What you should do »
Check each line of the entries for "Some" and report the ones that have it.

Working data »
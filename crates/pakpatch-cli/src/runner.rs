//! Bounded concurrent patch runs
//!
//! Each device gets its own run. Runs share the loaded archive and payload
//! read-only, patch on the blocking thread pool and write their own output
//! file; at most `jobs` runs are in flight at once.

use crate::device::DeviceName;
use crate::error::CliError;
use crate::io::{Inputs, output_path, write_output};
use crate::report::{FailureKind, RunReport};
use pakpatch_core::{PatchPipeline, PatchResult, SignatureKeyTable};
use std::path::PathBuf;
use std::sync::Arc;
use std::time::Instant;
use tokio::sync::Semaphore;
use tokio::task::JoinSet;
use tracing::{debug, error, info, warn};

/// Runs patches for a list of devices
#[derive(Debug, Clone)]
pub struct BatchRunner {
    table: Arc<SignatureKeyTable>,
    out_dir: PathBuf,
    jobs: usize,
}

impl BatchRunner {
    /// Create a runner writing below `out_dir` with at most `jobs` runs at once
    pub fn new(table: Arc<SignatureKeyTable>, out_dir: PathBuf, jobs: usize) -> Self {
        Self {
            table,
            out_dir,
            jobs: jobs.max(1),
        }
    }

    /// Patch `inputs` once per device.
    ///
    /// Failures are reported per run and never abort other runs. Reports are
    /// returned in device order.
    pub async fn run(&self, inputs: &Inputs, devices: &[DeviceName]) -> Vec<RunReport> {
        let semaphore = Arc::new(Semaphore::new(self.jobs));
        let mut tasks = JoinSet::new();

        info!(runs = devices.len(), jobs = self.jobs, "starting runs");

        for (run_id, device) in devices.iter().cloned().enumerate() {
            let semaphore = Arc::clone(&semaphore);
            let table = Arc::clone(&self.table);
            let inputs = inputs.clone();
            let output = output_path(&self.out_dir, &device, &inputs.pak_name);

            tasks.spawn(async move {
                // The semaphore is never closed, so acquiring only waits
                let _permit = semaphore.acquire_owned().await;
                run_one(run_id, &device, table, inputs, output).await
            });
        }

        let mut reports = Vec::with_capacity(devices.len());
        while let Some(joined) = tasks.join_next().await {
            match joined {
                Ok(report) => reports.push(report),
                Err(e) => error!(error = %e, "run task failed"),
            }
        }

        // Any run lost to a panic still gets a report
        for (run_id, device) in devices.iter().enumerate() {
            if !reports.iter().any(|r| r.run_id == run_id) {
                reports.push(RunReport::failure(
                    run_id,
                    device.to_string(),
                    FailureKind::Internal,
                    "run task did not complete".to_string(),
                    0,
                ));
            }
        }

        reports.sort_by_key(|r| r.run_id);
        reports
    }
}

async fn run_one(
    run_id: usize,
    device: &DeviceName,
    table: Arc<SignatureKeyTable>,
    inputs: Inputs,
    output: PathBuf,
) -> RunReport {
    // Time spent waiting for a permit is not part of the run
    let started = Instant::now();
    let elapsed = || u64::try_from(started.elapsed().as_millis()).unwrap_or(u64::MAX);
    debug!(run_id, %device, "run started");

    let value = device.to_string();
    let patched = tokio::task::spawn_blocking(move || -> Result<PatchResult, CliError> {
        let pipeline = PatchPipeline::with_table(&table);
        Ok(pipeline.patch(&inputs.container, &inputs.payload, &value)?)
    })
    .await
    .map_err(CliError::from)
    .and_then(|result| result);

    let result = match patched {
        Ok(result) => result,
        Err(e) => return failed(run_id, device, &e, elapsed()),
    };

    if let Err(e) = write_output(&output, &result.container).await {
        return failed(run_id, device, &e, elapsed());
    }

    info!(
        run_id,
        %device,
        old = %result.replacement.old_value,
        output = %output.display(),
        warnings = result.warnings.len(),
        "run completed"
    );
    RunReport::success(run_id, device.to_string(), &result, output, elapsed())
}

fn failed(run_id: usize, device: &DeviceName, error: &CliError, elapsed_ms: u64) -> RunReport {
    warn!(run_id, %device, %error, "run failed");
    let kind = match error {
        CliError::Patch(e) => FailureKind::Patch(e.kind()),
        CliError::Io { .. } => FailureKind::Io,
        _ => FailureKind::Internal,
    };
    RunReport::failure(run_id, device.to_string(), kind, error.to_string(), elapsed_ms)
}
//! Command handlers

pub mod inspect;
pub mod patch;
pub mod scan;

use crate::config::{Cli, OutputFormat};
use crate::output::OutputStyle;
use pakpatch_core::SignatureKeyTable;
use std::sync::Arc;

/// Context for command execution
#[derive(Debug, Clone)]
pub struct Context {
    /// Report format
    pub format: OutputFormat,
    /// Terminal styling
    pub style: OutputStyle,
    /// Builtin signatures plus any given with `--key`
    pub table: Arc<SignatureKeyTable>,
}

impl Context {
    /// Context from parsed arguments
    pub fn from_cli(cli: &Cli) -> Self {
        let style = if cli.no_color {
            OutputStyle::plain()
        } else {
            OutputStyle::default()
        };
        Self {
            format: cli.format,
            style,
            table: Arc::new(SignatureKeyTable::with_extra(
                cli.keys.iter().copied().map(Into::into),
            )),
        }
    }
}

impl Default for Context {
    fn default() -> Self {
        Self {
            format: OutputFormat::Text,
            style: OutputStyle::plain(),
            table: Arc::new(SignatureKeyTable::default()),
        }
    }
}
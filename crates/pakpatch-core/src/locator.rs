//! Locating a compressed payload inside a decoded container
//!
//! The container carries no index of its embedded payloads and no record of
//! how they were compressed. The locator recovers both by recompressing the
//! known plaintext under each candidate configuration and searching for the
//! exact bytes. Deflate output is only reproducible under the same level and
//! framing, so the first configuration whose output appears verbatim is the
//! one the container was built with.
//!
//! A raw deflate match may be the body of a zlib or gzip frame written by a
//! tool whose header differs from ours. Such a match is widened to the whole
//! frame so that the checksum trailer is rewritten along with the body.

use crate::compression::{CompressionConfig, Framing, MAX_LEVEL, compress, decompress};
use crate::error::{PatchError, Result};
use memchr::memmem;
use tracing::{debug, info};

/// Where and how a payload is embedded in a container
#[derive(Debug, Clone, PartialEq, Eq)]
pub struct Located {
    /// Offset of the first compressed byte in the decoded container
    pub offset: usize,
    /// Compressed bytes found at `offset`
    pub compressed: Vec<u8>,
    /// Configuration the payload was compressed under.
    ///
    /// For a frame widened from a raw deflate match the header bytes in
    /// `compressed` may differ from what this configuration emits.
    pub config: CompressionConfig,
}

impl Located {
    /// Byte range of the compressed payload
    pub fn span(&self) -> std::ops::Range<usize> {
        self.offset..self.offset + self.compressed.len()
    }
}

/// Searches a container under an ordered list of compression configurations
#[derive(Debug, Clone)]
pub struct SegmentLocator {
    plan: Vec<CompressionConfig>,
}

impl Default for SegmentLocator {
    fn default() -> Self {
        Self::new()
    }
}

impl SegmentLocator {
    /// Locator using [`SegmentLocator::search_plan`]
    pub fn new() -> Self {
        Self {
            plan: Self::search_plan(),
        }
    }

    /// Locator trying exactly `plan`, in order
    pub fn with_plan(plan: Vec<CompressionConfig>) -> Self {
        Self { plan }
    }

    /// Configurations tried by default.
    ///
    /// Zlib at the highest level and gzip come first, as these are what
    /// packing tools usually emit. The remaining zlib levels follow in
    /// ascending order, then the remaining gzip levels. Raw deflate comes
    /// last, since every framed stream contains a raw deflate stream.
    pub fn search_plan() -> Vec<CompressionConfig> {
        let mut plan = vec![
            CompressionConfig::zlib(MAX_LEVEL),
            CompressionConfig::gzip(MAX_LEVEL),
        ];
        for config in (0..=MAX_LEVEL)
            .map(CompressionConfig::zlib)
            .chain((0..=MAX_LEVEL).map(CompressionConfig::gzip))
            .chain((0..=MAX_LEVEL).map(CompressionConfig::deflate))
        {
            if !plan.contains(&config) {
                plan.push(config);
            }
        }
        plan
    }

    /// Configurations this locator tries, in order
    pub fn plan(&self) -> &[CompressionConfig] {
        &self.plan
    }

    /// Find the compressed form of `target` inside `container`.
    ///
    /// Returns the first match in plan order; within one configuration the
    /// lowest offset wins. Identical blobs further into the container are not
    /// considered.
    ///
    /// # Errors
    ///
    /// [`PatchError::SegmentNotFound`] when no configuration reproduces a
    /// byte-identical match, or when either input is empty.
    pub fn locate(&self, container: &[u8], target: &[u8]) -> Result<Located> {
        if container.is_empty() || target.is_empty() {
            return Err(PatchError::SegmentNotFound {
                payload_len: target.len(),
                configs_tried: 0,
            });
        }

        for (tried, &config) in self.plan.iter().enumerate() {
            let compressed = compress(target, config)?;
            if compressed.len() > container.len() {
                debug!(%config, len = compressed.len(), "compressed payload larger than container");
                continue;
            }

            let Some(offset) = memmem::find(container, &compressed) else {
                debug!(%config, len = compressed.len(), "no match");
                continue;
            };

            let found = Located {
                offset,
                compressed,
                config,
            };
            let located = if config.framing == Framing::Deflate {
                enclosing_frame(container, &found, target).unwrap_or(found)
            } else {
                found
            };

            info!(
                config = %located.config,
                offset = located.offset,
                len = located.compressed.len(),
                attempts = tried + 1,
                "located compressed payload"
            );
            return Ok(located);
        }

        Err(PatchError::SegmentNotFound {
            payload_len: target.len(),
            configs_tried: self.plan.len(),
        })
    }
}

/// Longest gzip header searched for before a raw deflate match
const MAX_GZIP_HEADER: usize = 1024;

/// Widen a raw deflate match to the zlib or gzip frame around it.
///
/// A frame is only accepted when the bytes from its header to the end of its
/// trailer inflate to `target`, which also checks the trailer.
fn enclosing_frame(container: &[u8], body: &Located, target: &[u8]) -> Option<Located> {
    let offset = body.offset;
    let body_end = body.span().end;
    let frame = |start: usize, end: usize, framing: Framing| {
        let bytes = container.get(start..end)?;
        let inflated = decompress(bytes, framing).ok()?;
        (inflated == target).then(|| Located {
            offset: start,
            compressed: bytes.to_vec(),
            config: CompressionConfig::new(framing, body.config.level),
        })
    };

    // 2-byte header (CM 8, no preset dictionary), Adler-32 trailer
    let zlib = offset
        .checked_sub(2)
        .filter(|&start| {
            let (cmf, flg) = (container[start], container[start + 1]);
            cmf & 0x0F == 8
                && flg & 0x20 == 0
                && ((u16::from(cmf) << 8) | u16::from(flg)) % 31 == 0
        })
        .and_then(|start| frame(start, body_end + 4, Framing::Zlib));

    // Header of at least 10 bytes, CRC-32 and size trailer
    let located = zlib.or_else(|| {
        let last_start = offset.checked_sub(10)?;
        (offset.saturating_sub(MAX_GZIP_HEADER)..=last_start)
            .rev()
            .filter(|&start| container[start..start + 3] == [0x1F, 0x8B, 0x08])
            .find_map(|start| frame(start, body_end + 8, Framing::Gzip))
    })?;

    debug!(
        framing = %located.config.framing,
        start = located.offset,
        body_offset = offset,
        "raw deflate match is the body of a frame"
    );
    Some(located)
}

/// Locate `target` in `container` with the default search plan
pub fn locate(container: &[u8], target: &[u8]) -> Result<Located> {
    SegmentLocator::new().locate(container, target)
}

Solution to the exercise »
        while let Some(joined) = tasks.join_next().await {
            let Some(offset) = memmem::find(container, &compressed) else {
    Some(located)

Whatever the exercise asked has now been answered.